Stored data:
------------------------------------------------

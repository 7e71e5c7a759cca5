//! End-to-end scenarios over the public API

use proptest::prelude::*;
use std::collections::BTreeMap;
use std::sync::Arc;
use verdict_constraint::{
    builtin_messages, Analyzer, DefinitionRegistry, HandlerRegistry, ModelValidator, OrderPolicy,
    Resolver, ORDER,
};
use verdict_core::{Declaration, LiteralEvaluator, MessageCatalog, Value, ValueShape, VerdictError};
use verdict_schema::{GroupRegistry, SchemaRegistry};

const COMMON_ATTRS: &str = r#"
message = { type = "string", default = "{v.composed}" }
groups = { type = "list<type>", default = [] }
depth = { type = "string", default = "" }
order = { type = "i32", default = 0 }
"#;

fn resolver_with(extra: &str) -> Resolver {
    let mut definitions = DefinitionRegistry::builtin().unwrap();
    definitions.load_string(extra).unwrap();
    Resolver::new(definitions, Arc::new(LiteralEvaluator))
}

fn positive_max() -> String {
    format!(
        r#"
[definition.positive_max]
handler = "marker"

[definition.positive_max.attributes]
{COMMON_ATTRS}

[[definition.positive_max.specify]]
target = "max"
order = 1
attrs = ["value = 100"]

[[definition.positive_max.specify]]
target = "min"
order = -1
attrs = ["value = 1"]
"#
    )
}

#[test]
fn not_null_without_catalog_keeps_raw_message() {
    let resolver = resolver_with("");
    let handlers = HandlerRegistry::builtin();
    let groups = GroupRegistry::new();
    let analyzer = Analyzer::new(&resolver, &handlers, &groups);

    let criteria = analyzer
        .analyze(
            "User.email",
            &ValueShape::optional(ValueShape::String),
            &[Declaration::new("not_null").with("message", "{v.not_null}")],
        )
        .unwrap();
    assert_eq!(criteria.len(), 1);
    assert_eq!(criteria[0].groups(), ["Default".to_string()]);

    let violation = criteria[0].test(&Value::Null).unwrap().unwrap();
    assert_eq!(violation.message, "{v.not_null}");
    assert_eq!(violation.position, "User.email");
}

#[test]
fn max_violation_reports_position_and_value() {
    let resolver = resolver_with("");
    let handlers = HandlerRegistry::builtin();
    let groups = GroupRegistry::new();
    let catalog: Arc<dyn MessageCatalog> = Arc::new(builtin_messages().unwrap());
    let analyzer = Analyzer::new(&resolver, &handlers, &groups).with_catalog(catalog);

    let criteria = analyzer
        .analyze(
            "Order.amount",
            &ValueShape::I64,
            &[Declaration::new("max").with("value", 10i64)],
        )
        .unwrap();
    let violation = criteria[0].test(&Value::Int(15)).unwrap().unwrap();
    assert_eq!(violation.position, "Order.amount");
    assert!(violation.message.contains("15"));
    assert_eq!(violation.message, "Order.amount must be at most 10, got 15");
}

#[test]
fn marker_path_follows_specification_order() {
    let resolver = resolver_with(&positive_max());
    let md = resolver.resolve("positive_max").unwrap();
    assert!(md.is_marker());
    assert_eq!(md.path_owners(), vec!["min", "max"]);
    assert_eq!(md.path[0].get("value").unwrap().default_value(), Some(&Value::Int(1)));
    assert_eq!(md.path[1].get("value").unwrap().default_value(), Some(&Value::Int(100)));

    let handlers = HandlerRegistry::builtin();
    let groups = GroupRegistry::new();
    let analyzer = Analyzer::new(&resolver, &handlers, &groups);
    let criteria = analyzer
        .analyze("Order.amount", &ValueShape::I32, &[Declaration::new("positive_max")])
        .unwrap();
    assert_eq!(criteria.len(), 2);
    assert!(criteria[0].test(&Value::Int(0)).unwrap().is_some());
    assert!(criteria[1].test(&Value::Int(0)).unwrap().is_none());
    assert!(criteria[1].test(&Value::Int(101)).unwrap().is_some());
}

#[test]
fn cycle_reports_repeated_definition_at_both_ends() {
    let extra = format!(
        r#"
[definition.outer]
handler = "marker"
[definition.outer.attributes]
{COMMON_ATTRS}
[[definition.outer.specify]]
target = "ping"

[definition.ping]
handler = "marker"
[definition.ping.attributes]
{COMMON_ATTRS}
[[definition.ping.specify]]
target = "pong"

[definition.pong]
handler = "marker"
[definition.pong.attributes]
{COMMON_ATTRS}
[[definition.pong.specify]]
target = "ping"
"#
    );
    let resolver = resolver_with(&extra);

    for (name, start) in [("ping", "ping"), ("outer", "ping")] {
        let err = resolver.resolve(name).unwrap_err();
        match err.root_cause() {
            VerdictError::CircularComposition { chain } => {
                let first = chain.iter().position(|n| n == start).unwrap();
                assert_eq!(chain.last().map(String::as_str), Some(start));
                assert_ne!(first, chain.len() - 1);
            }
            other => panic!("expected a cycle, got {other}"),
        }
    }
    assert_eq!(resolver.cached_len(), 0);
}

#[test]
fn resolution_is_idempotent_across_reset() {
    let resolver = resolver_with(&positive_max());
    let first = resolver.resolve("positive_max").unwrap();
    let again = resolver.resolve("positive_max").unwrap();
    assert!(Arc::ptr_eq(&first, &again));

    resolver.reset();
    assert_eq!(resolver.cached_len(), 0);
    let rebuilt = resolver.resolve("positive_max").unwrap();
    assert!(!Arc::ptr_eq(&first, &rebuilt));
    assert_eq!(*first, *rebuilt);
}

#[test]
fn concurrent_first_resolution_publishes_once() {
    let resolver = resolver_with(&positive_max());

    let results: Vec<_> = std::thread::scope(|scope| {
        let handles: Vec<_> = (0..8)
            .map(|_| scope.spawn(|| resolver.resolve("positive_max").unwrap()))
            .collect();
        handles.into_iter().map(|h| h.join().unwrap()).collect()
    });

    for md in &results[1..] {
        assert!(Arc::ptr_eq(&results[0], md));
    }
    // positive_max, min and max
    assert_eq!(resolver.cached_len(), 3);
}

#[test]
fn order_policy_controls_explicit_order_bindings() {
    let extra = format!(
        r#"
[definition.late_max]
handler = "marker"
[definition.late_max.attributes]
{COMMON_ATTRS}
[[definition.late_max.specify]]
target = "max"
attrs = ["value = 3", "order = 5"]
"#
    );

    let locked = resolver_with(&extra);
    let err = locked.resolve("late_max").unwrap_err();
    assert!(matches!(err.root_cause(), VerdictError::OrderingAttributeLocked(_)));

    let bindable = resolver_with(&extra).with_policy(OrderPolicy::Bindable);
    let md = bindable.resolve("late_max").unwrap();
    assert_eq!(md.path[0].get(ORDER).unwrap().default_value(), Some(&Value::Int(5)));
}

#[test]
fn validator_reports_nested_violations() {
    let mut schemas = SchemaRegistry::new();
    schemas
        .load_model_string(
            r#"
[model.Inventory.fields.stock]
shape = "option<map<string, i32>>"

[[model.Inventory.fields.stock.constraint]]
type = "min"
value = 0
depth = "v"

[[model.Inventory.fields.stock.constraint]]
type = "not_null"
"#,
        )
        .unwrap();

    let resolver = resolver_with("");
    let handlers = HandlerRegistry::builtin();
    let catalog: Arc<dyn MessageCatalog> = Arc::new(builtin_messages().unwrap());
    let analyzer = Analyzer::new(&resolver, &handlers, schemas.groups()).with_catalog(catalog);
    let validator = ModelValidator::compile(&analyzer, &schemas).unwrap();

    let stock = Value::Map(vec![
        (Value::from("bolts"), Value::Int(4)),
        (Value::from("nuts"), Value::Int(-2)),
    ]);
    let instance: BTreeMap<String, Value> = [("stock".to_string(), stock)].into_iter().collect();
    let report = validator.validate("Inventory", &instance, &[]).unwrap();
    assert_eq!(report.len(), 1);
    assert_eq!(report.violations[0].position, "Inventory.stock.v");
    assert_eq!(
        report.violations[0].message,
        "Inventory.stock.v must be at least 0, got -2"
    );

    let report = validator.validate("Inventory", &BTreeMap::new(), &[]).unwrap();
    assert_eq!(report.len(), 1);
    assert_eq!(report.violations[0].constraint, "not_null");
}

proptest! {
    #[test]
    fn path_length_counts_self_and_specifications(
        inner_specs in 0usize..4,
        outer_specs in 1usize..4,
        inner_marker in any::<bool>(),
    ) {
        prop_assume!(!(inner_marker && inner_specs == 0));

        let mut extra = format!(
            "[definition.inner]\nhandler = \"{}\"\n[definition.inner.attributes]\n{}value = {{ type = \"i64\", default = 1 }}\n",
            if inner_marker { "marker" } else { "max" },
            COMMON_ATTRS,
        );
        for i in 0..inner_specs {
            let target = if i % 2 == 0 { "min" } else { "max" };
            extra.push_str(&format!(
                "[[definition.inner.specify]]\ntarget = \"{}\"\norder = {}\nattrs = [\"value = {}\"]\n",
                target,
                i as i64 - 1,
                i
            ));
        }
        extra.push_str(&format!("[definition.outer]\nhandler = \"marker\"\n[definition.outer.attributes]\n{}", COMMON_ATTRS));
        for _ in 0..outer_specs {
            extra.push_str("[[definition.outer.specify]]\ntarget = \"inner\"\nattrs = [\"value\"]\n");
        }

        let resolver = resolver_with(&extra);
        let inner = resolver.resolve("inner").unwrap();
        let own = usize::from(!inner_marker);
        prop_assert_eq!(inner.path.len(), own + inner_specs);

        let outer = resolver.resolve("outer").unwrap();
        prop_assert_eq!(outer.path.len(), outer_specs * inner.path.len());
    }
}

------------------------------------------------

Your instructions:
Quote exactly the first line of the entries and every line after it, stopping with the line that contains "let mut definitions".

Exercise output:
repository 7e71e5c7a759cca5
//! End-to-end scenarios over the public API

use proptest::prelude::*;
use std::collections::BTreeMap;
use std::sync::Arc;
use verdict_constraint::{
    builtin_messages, Analyzer, DefinitionRegistry, HandlerRegistry, ModelValidator, OrderPolicy,
    Resolver, ORDER,
};
use verdict_core::{Declaration, LiteralEvaluator, MessageCatalog, Value, ValueShape, VerdictError};
use verdict_schema::{GroupRegistry, SchemaRegistry};

const COMMON_ATTRS: &str = r#"
message = { type = "string", default = "{v.composed}" }
groups = { type = "list<type>", default = [] }
depth = { type = "string", default = "" }
order = { type = "i32", default = 0 }
"#;

fn resolver_with(extra: &str) -> Resolver {
    let mut definitions = DefinitionRegistry::builtin().unwrap();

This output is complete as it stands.